Problem requirements ▸ From the listing below, copy only the lines running from the line that contains "c.created_at, c.is_active, c.member_count" to the line that contains "value FROM registry_meta", both included.

Entries provided ▸
pub mod circle_ops;
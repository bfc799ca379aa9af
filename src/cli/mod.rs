pub mod context;
pub mod circle_commands;
pub mod chain_commands;

use crate::chain::Chain;
use crate::config::RegistryConfig;
use crate::error::CircleResult;
use crate::model::{BlockHeight, Principal};
use crate::registry::CircleRegistry;
use context::CLIContext;

/// Run the interactive REPL.
pub fn run(config: &RegistryConfig, sender: Principal, json: bool) -> CircleResult<()> {
    let registry = CircleRegistry::open_with(&config.storage)?;
    let chain = Chain::new(registry, BlockHeight(config.chain.genesis_height))?;

    println!("Circle Registry");
    println!("Sending as {} at block {}", sender, chain.block_height());
    println!("Type 'help' for commands, 'exit' to quit.");
    println!();

    let mut ctx = CLIContext::new(chain, sender, json);
    repl_loop(&mut ctx);
    Ok(())
}

fn repl_loop(ctx: &mut CLIContext) {
    loop {
        let input = match ctx.read_line("> ") {
            Some(s) => s,
            None => break,
        };

        let input = input.trim();
        if input.is_empty() {
            continue;
        }

        let (command, args) = parse_command(input);

        match command {
            "help" | "?" => print_help(),
            "quit" | "exit" | "q" => break,

            // Registry
            "create-circle" | "create" => circle_commands::create(ctx, args),
            "circle" | "get-circle" | "show" => circle_commands::show(ctx, args),
            "members" | "get-circle-members" => circle_commands::members(ctx, args),
            "is-member" | "is-circle-member" => circle_commands::is_member(ctx, args),
            "total" | "get-total-circles" => circle_commands::total(ctx),
            "my-circles" | "circles" => circle_commands::user_circles(ctx, args),
            "stats" => circle_commands::print_stats(ctx),

            // Chain
            "sender" | "as" => chain_commands::sender(ctx, args),
            "height" => chain_commands::height(ctx),
            "mine" => chain_commands::mine(ctx, args),
            "receipts" | "txs" => chain_commands::receipts(ctx),
            "receipt" | "tx" => chain_commands::receipt(ctx, args),

            _ => println!("Unknown command: {}. Type 'help' for commands.", command),
        }
    }
}

/// Split input into command and the rest of the line.
fn parse_command(input: &str) -> (&str, &str) {
    let input = input.trim();
    match input.find(|c: char| c == ' ' || c == '\t') {
        Some(pos) => (&input[..pos], input[pos..].trim()),
        None => (input, ""),
    }
}

fn print_help() {
    println!(r#"
COMMANDS:

  Circles:
    create-circle [name]            Create a circle as the current sender
    circle <id>                     Show circle details
    members <id>                    List circle members in join order
    is-member <id> [principal]      Check membership (default: current sender)
    total                           Number of circles created
    my-circles [principal]          Circles a principal belongs to
    stats                           Registry statistics and consistency check

  Chain:
    sender [principal]              Show or switch the sending principal
    height                          Current block height
    mine [count]                    Mine empty blocks
    receipts                        List submitted transactions
    receipt <tx-id>                 Show one transaction

  Other:
    help                            Show this help
    exit / quit / q                 Exit

TIPS:
  - Circle names are 1-50 printable ASCII characters
  - Each create-circle is mined into its own block"#);
}

#[cfg(test)]
mod tests {
    use super::*;

    #[test]
    fn parse_command_splits_on_first_space() {
        assert_eq!(parse_command("create-circle Family Expenses"), ("create-circle", "Family Expenses"));
    }

    #[test]
    fn parse_command_without_args() {
        assert_eq!(parse_command("  total  "), ("total", ""));
    }

    #[test]
    fn parse_command_handles_tabs() {
        assert_eq!(parse_command("members\t3"), ("members", "3"));
    }
}
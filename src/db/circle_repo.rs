use rusqlite::{params, Connection, OptionalExtension};

use crate::error::{CircleError, CircleResult};
use crate::model::{BlockHeight, Circle, Id, Principal};

const SELECT_CIRCLE: &str = "
    SELECT c.id, c.name, c.creator, c.created_at, c.is_active, c.member_count
    FROM circles c";

type CircleRow = (i64, String, String, i64, i32, i64);

pub fn next_circle_id(conn: &Connection) -> CircleResult<Id<Circle>> {
    let value: i64 = conn.query_row(
        "SELECT value FROM registry_meta WHERE key = 'next_circle_id'",
        [],
        |row| row.get(0),
    )?;
    Ok(Id::new(value as u64))
}

pub fn set_next_circle_id(conn: &Connection, id: Id<Circle>) -> CircleResult<()> {
    conn.execute(
        "UPDATE registry_meta SET value = ?1 WHERE key = 'next_circle_id'",
        params![id.value as i64],
    )?;
    Ok(())
}

/// Inserts the circle record with a member count of zero. The count is
/// kept by [`member_repo::insert`](super::member_repo::insert).
pub fn insert(conn: &Connection, circle: &Circle) -> CircleResult<()> {
    conn.execute(
        "INSERT INTO circles (id, name, creator, created_at, member_count, is_active)
         VALUES (?1, ?2, ?3, ?4, 0, ?5)",
        params![
            circle.id.value as i64,
            circle.name,
            circle.creator.as_str(),
            circle.created_at.value() as i64,
            circle.is_active as i32,
        ],
    )?;
    Ok(())
}

pub fn find_by_id(conn: &Connection, id: Id<Circle>) -> CircleResult<Option<Circle>> {
    let mut stmt = conn.prepare(&format!("{} WHERE c.id = ?1", SELECT_CIRCLE))?;

    let row = stmt
        .query_row(params![id.value as i64], read_row)
        .optional()?;

    row.map(into_circle).transpose()
}

/// Circles whose member list contains `member`, by id ascending.
pub fn find_for_member(conn: &Connection, member: &Principal) -> CircleResult<Vec<Circle>> {
    let mut stmt = conn.prepare(&format!(
        "{} WHERE c.id IN (SELECT circle_id FROM circle_members WHERE member = ?1) ORDER BY c.id",
        SELECT_CIRCLE
    ))?;

    let rows: Vec<CircleRow> = stmt
        .query_map(params![member.as_str()], read_row)?
        .collect::<Result<Vec<_>, _>>()?;

    rows.into_iter().map(into_circle).collect()
}

pub fn find_all(conn: &Connection) -> CircleResult<Vec<Circle>> {
    let mut stmt = conn.prepare(&format!("{} ORDER BY c.id", SELECT_CIRCLE))?;

    let rows: Vec<CircleRow> = stmt
        .query_map([], read_row)?
        .collect::<Result<Vec<_>, _>>()?;

    rows.into_iter().map(into_circle).collect()
}

pub fn count(conn: &Connection) -> CircleResult<u64> {
    let n: i64 = conn.query_row("SELECT COUNT(*) FROM circles", [], |row| row.get(0))?;
    Ok(n as u64)
}

fn read_row(row: &rusqlite::Row<'_>) -> rusqlite::Result<CircleRow> {
    Ok((
        row.get(0)?,
        row.get(1)?,
        row.get(2)?,
        row.get(3)?,
        row.get(4)?,
        row.get(5)?,
    ))
}

fn into_circle(row: CircleRow) -> CircleResult<Circle> {
    let (id, name, creator, created_at, is_active, member_count) = row;
    let creator = Principal::try_from(creator).map_err(|e| {
        CircleError::Other(format!("Stored creator of circle {} is malformed: {}", id, e))
    })?;
    Ok(Circle {
        id: Id::new(id as u64),
        name,
        creator,
        created_at: BlockHeight(created_at as u64),
        member_count: member_count as u32,
        is_active: is_active != 0,
    })
}
use serde::{Deserialize, Serialize};

use super::context::{BlockHeight, TxContext};
use super::ids::Id;
use super::principal::Principal;

/// A named expense-sharing group.
#[derive(Debug, Clone, PartialEq, Eq, Serialize, Deserialize)]
#[serde(rename_all = "kebab-case")]
pub struct Circle {
    pub id: Id<Circle>,
    pub name: String,
    pub creator: Principal,
    pub created_at: BlockHeight,
    pub member_count: u32,
    pub is_active: bool,
}

impl Circle {
    /// A freshly created circle: the creator is its only member.
    pub fn create(id: Id<Circle>, name: String, ctx: &TxContext) -> Self {
        Self {
            id,
            name,
            creator: ctx.sender.clone(),
            created_at: ctx.block_height,
            member_count: 1,
            is_active: true,
        }
    }

    pub fn view(&self) -> CircleView {
        CircleView {
            name: self.name.clone(),
            creator: self.creator.clone(),
            created_at: self.created_at,
            member_count: self.member_count,
            is_active: self.is_active,
        }
    }
}

/// Read-only snapshot returned by `get-circle`.
#[derive(Debug, Clone, PartialEq, Eq, Serialize, Deserialize)]
#[serde(rename_all = "kebab-case")]
pub struct CircleView {
    pub name: String,
    pub creator: Principal,
    pub created_at: BlockHeight,
    pub member_count: u32,
    pub is_active: bool,
}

Task response ▸
    SELECT c.id, c.name, c.creator, c.created_at, c.is_active, c.member_count
    FROM circles c";

type CircleRow = (i64, String, String, i64, i32, i64);

pub fn next_circle_id(conn: &Connection) -> CircleResult<Id<Circle>> {
    let value: i64 = conn.query_row(
        "SELECT value FROM registry_meta WHERE key = 'next_circle_id'",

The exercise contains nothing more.